Stephen – the first martyr

| Martin Charlesworth
Acts 7:1-8:1

Stephen answered the charges against him by reminding the Sanhedrin of their history and that at every point the Jews had resisted God - just as they had done, when they rejected him. In an emotional response, Stephen was stoned to death becoming the first Christian martyr.

Stephen answered the charges against him by reminding the Sanhedrin of their history and that at every point the Jews had resisted God - just as they had done, when they rejected him. In an emotional response, Stephen was stoned to death becoming the first Christian martyr.

Transcript

Welcome back to this second episode in Series 2. It’s part two of a story about an individual person of great significance in the book of Acts. His name is Stephen. If you’ve read the title of this episode, you’ll be aware that he dies in this episode, as a result of being martyred or killed for his faith. So, it’s a very dramatic episode that we’re going to discuss in today’s session.

Introduction and Background

In Series 2, we are reaching a turning point in the story. Up to this point, the Church has been in one area, Jerusalem. It has managed to resist the pressure put on it by the religious authorities and has kept growing and steadily moving forward. This is now going to change very dramatically as a result of what happens right now in this episode.

If you followed the last episode, you’ll remember the story of Stephen, who started out in his work for the church, as recorded at the beginning of Acts 6, as one of seven men whose responsibility was to care for the widows and to oversee the daily distribution of food. In the last episode, at the beginning of Series 2, we noticed that Stephen had moved; he was doing something different. He had felt called, and decided that this calling was to actually preach about Jesus publicly and to share the ministry of the Apostles. He is the first person named to be a preacher, other than the Apostles, the first of many. We saw in the last episode how he went into a particular synagogue, the Synagogue of the Freedmen, which had an ethnic group of Jews whose connections were outside Israel, of which he was a part. He started speaking there and it caused a tremendous controversy. They tried to discredit him with false rumours and fake news about what he was claiming. They literally dragged him back to the Jewish ruling council, the Sanhedrin. We’ve heard about the Sanhedrin in Series 1. They ruled over the religious life of the nation of Israel, based in the Temple, controlled by the priests, and that the board was chaired by the High Priest himself.
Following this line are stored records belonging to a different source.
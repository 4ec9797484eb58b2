//! # vtmem
//!
//! Memory layout and atomic field access for value types.
//!
//! [`Runtime`] ties together a [`RuntimeConfig`], a [`TypeRegistry`], the
//! [`LayoutEngine`] that lays types out under that configuration, and a
//! [`Heap`] of live objects reachable through [`UnsafeAccess`].
//!
//! ## Configuration
//!
//! Options use the runtime's own spelling, e.g. `-Xcompressedrefs` or
//! `-XX:ValueTypeFlatteningThreshold=99999`, and can come from the command
//! line or from the `VTMEM_OPTIONS` environment variable.
use clap::{Parser, Subcommand};
use std::process::ExitCode;
use tracing::debug;
use tracing_subscriber::EnvFilter;

pub mod error;
pub mod fixtures;
pub mod report;

pub use error::CliError;
pub use fixtures::Fixtures;
pub use report::LayoutReport;
pub use vtmem_heap::{
    AccessError, CasOutcome, CasShape, FieldValue, Heap, ObjectRef, PrimitiveValue, UnsafeAccess,
};
pub use vtmem_layout::{
    AddressingMode, ConfigError, GcPolicy, LayoutEngine, LayoutError, RuntimeConfig,
};
pub use vtmem_types::{TypeDefinition, TypeDescriptor, TypeRegistry, TypeResolutionError};
pub use vtmem_utils::{ByteOffset, TypeId};

use vtmem_layout::config::OPTIONS_ENV_VAR;
use vtmem_utils::sync::Arc;

pub struct Runtime {
    engine: Arc<LayoutEngine>,
    heap: Heap,
}

impl Runtime {
    pub fn new(config: RuntimeConfig) -> Self {
        Self::with_registry(config, Arc::new(TypeRegistry::new()))
    }

    pub fn with_registry(config: RuntimeConfig, registry: Arc<TypeRegistry>) -> Self {
        let engine = Arc::new(LayoutEngine::new(config, registry));
        Self {
            heap: Heap::new(Arc::clone(&engine)),
            engine,
        }
    }

    /// A runtime with the [`Fixtures`] types already defined.
    pub fn with_fixtures(config: RuntimeConfig) -> Result<(Self, Fixtures), TypeResolutionError> {
        let runtime = Self::new(config);
        let fixtures = Fixtures::define(runtime.registry())?;
        Ok((runtime, fixtures))
    }

    pub fn config(&self) -> &RuntimeConfig {
        self.engine.config()
    }

    pub fn registry(&self) -> &Arc<TypeRegistry> {
        self.engine.registry()
    }

    pub fn engine(&self) -> &Arc<LayoutEngine> {
        &self.engine
    }

    pub fn heap(&self) -> &Heap {
        &self.heap
    }

    pub fn unsafe_access(&self) -> UnsafeAccess<'_> {
        UnsafeAccess::new(&self.heap)
    }

    pub fn layout_report(&self, ty: &TypeDescriptor) -> Result<LayoutReport, LayoutError> {
        LayoutReport::new(&self.engine, ty)
    }
}

/// Options from `VTMEM_OPTIONS` followed by `options`; later options win.
pub fn resolve_config(options: &[String]) -> Result<RuntimeConfig, ConfigError> {
    let env = match std::env::var(OPTIONS_ENV_VAR) {
        Ok(env) => env,
        Err(std::env::VarError::NotPresent) => String::new(),
        Err(e) => {
            return Err(ConfigError::Environment {
                name: OPTIONS_ENV_VAR.to_string(),
                reason: e.to_string(),
            })
        }
    };
    RuntimeConfig::from_args(
        env.split_whitespace()
            .chain(options.iter().map(String::as_str)),
    )
}

/// Installs a `fmt` subscriber filtered by `RUST_LOG`, `warn` by default.
pub fn init_tracing() {
    let filter = EnvFilter::try_from_default_env().unwrap_or_else(|_| EnvFilter::new("warn"));
    // A subscriber may already be installed, e.g. by a test harness.
    let _ = tracing_subscriber::fmt()
        .with_env_filter(filter)
        .with_writer(std::io::stderr)
        .try_init();
}

#[derive(Parser, Debug)]
#[command(
    author,
    version,
    about = "Inspect value-type layouts under different runtime configurations"
)]
pub struct Args {
    /// Runtime option, e.g. -Xcompressedrefs. May be repeated.
    #[arg(
        short = 'O',
        long = "option",
        value_name = "OPTION",
        allow_hyphen_values = true,
        global = true
    )]
    pub options: Vec<String>,
    #[command(subcommand)]
    pub command: Command,
}

#[derive(Subcommand, Debug)]
pub enum Command {
    /// Print the layout of a fixture type, e.g. ValueTypePoint2D or ValueInt![]
    Layout {
        #[arg(value_name = "TYPE")]
        type_name: String,
        #[arg(long)]
        json: bool,
    },
    /// Print the resolved runtime configuration
    Options {
        #[arg(long)]
        json: bool,
    },
}

fn run(args: Args) -> Result<(), CliError> {
    let config = resolve_config(&args.options)?;
    debug!("running {:?} under {}", args.command, config);
    match args.command {
        Command::Layout { type_name, json } => {
            let (runtime, _) = Runtime::with_fixtures(config)?;
            let ty = runtime.registry().resolve(&type_name)?;
            let report = runtime.layout_report(&ty)?;
            if json {
                println!("{}", serde_json::to_string_pretty(&report)?);
            } else {
                print!("{}", report);
            }
        }
        Command::Options { json } => {
            if json {
                println!("{}", serde_json::to_string_pretty(&config)?);
            } else {
                println!("{}", config);
            }
        }
    }
    Ok(())
}

pub fn run_cli() -> ExitCode {
    init_tracing();
    let args = Args::parse();
    match run(args) {
        Ok(()) => ExitCode::SUCCESS,
        Err(e) => {
            eprintln!("Error: {}", e);
            ExitCode::from(1)
        }
    }
}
We left Stephen in this intriguing position in the last episode. He’s come before the Sanhedrin, and false accusers have already been lined up and have said all sorts of untrue things about Stephen to the Sanhedrin. He hasn’t yet spoken. At the end of the last episode, we saw this very strange statement that, in verse 15,

‘they saw that his face was like that of an angel’,

like a sense of God being with him in a remarkable way, even before he’d spoken.

Stephen’s Answer to the Charges

In Acts 7: 1 it says,

‘Then the High Priest asked Stephen, “Are these charges true?”’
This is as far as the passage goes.